‘Don’t cry, Betty; don’t cry. Something–I know not what–tells me that we shall get through this safely yet,’ said Ethel, as she too took her seat upon the rock, and laid her hand kindly on that of her young companion. But Betty only blubbered the more furiously.

‘’Tain’t so much for me, miss!’ she said. ‘It be my fault, every bit on’t. I brought you here. And Lenny–and mother’–– The train of ideas thus conjured up acted so strongly on the untutored imagination of Betty Mudge, that she wept so loudly and dolefully that her wails re-echoed through the solitary waste.

What was that? Surely a human voice calling aloud at some distance through the fog, as if in answer to Betty’s inarticulate plaint. Yes, there was no mistake this time. It was the hearty halloo of a deep voice, and the words were: ‘Ho! I say, there! What ails you? Anything wrong?’

‘We be lost in fog!’ called out the girl by way of answer.

‘It’s a woman or a child,’ exclaimed another voice from the mist. ‘Push on, Bates! The cry came from this direction to the left.’ And presently, bursting through the floating wreaths of vapour, appeared the figures of two men, the shorter and sturdier of whom, a gamekeeper by his velveteen coat and leathern gaiters, and the metal dog-whistle at his button-hole, led a pony with a creel strapped to the saddle-bow.

‘Here they are, my Lord!’ ejaculated this functionary, as he caught sight of the forlorn two upon the rock. The gentleman to whom he spoke came hurrying up across the stony ground, a fishing-rod in his hand.

‘Don’t be frightened, my little maid,’ he called out cheerily to Betty, who wept more unrestrainedly than ever, now that help was near; and then, catching a glimpse of Ethel’s pale beautiful face as she looked up, he exclaimed: ‘Why, this is a lady–here!’ and instinctively he raised his hat. ‘Stop! It is Miss Gray from the village, if I am not mistaken.–You must let me see you safely off the moor. I live near, at High Tor; though I daresay you do not know me, Miss Gray. I have seen you at church.’

‘Yes, I know you, Lord Harrogate,’ returned Ethel, trying to rise, but sinking back fainting and giddy on her rocky seat. ‘I am sorry to give you trouble, but’–– Her voice failed her, and her eyes seemed to be darkened. The quick revulsion of feeling, from what was all but sheer despair to the consciousness of being saved, had intensified the effects of great physical fatigue. She heard the young man’s voice addressing herself, but could not distinguish the words because of the low droning sound that filled her ears as she sat passive on the rock. Who he was she quite well knew. It was not possible for the member of a small congregation such as that in High Tor church to be ignorant of the features of so notable an occupant of Lord Wolverhampton’s pew as the Earl’s son and heir. Tall, handsome, and manly, Lord Harrogate was worth looking at for his own sake; but Ethel had never thus looked upon him until she found herself thus confronted with him in the mist, as her rescuer from certain suffering, perhaps from death.
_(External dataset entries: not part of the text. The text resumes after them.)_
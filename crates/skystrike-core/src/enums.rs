//! Enumeration types used throughout the simulation.

use serde::{Deserialize, Serialize};

/// Every concrete actor variety in the game.
///
/// Per-kind behavior (movement, fire, damage) is dispatched on this tag
/// inside the simulation systems rather than through an inheritance chain.
#[derive(Debug, Clone, Copy, PartialEq, Eq, Hash, Serialize, Deserialize)]
pub enum ActorKind {
    /// The player-controlled fighter.
    Player,
    /// Standard enemy plane: constant leftward drift, occasional fire.
    Enemy,
    /// Elite enemy plane: tougher, faster shots, higher fire rate.
    Elite,
    /// The level-three boss: pattern movement, shield, heavy fire.
    Boss,
    /// Projectile fired by the player.
    PlayerShot,
    /// Projectile fired by a standard enemy.
    EnemyShot,
    /// Projectile fired by an elite enemy.
    EliteShot,
    /// Fireball fired by the boss.
    BossShot,
}

impl ActorKind {
    /// Whether this kind is a projectile (destroyed on any contact).
    pub fn is_projectile(self) -> bool {
        matches!(
            self,
            ActorKind::PlayerShot | ActorKind::EnemyShot | ActorKind::EliteShot | ActorKind::BossShot
        )
    }
}

/// Top-level phase of a level instance.
///
/// `Won` and `Lost` are terminal: no further update ticks execute for
/// that level instance until a new level is started.
#[derive(Debug, Clone, Copy, Default, PartialEq, Eq, Serialize, Deserialize)]
pub enum GamePhase {
    /// No level active; waiting for a `StartLevel` command.
    #[default]
    Menu,
    /// The update loop runs every tick.
    Running,
    /// Tick suspended entirely; all countdowns freeze.
    Paused,
    /// Win predicate satisfied at end of a tick.
    Won,
    /// Player destroyed.
    Lost,
}

/// The three hand-authored levels.
#[derive(Debug, Clone, Copy, PartialEq, Eq, Hash, Serialize, Deserialize)]
pub enum LevelId {
    One,
    Two,
    Three,
}

impl LevelId {
    /// The level that follows this one in the campaign, if any.
    pub fn next(self) -> Option<LevelId> {
        match self {
            LevelId::One => Some(LevelId::Two),
            LevelId::Two => Some(LevelId::Three),
            LevelId::Three => None,
        }
    }
}

/// Logical game keys. Bindings to physical keys are fixed constants in the
/// hosting shell; the simulation only sees these.
#[derive(Debug, Clone, Copy, PartialEq, Eq, Hash, Serialize, Deserialize)]
pub enum GameKey {
    Up,
    Down,
    Left,
    Right,
    Fire,
    Pause,
}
‘If you are able to walk, Miss Gray,’ said Lord Harrogate earnestly, ‘will you take my arm and lean on me? My servant will charge himself with the child here; indeed I do not think he can do better than to set her on the pony, as she seems so tired. We must all of us rely on Bates’s guidance to get clear of the waste. Happily, he is a thorough moorman, and can pick his way where I should be at fault.’

‘Ay, ay, my Lord,’ returned Bates, flattered by the compliment, but honestly unwilling to be pranked in borrowed plumage. ‘But if we were t’ other side o’ Pinkney Ridge or Cranmere way, I’d not be so gey ready to take the lead in a fog like this one. I’ve heard of moormen straying round and round, and lying down to die in a drift within gunshot o’ their own house-door. But we were on the hard path just now, so if we can but strike it again, we’re safe.’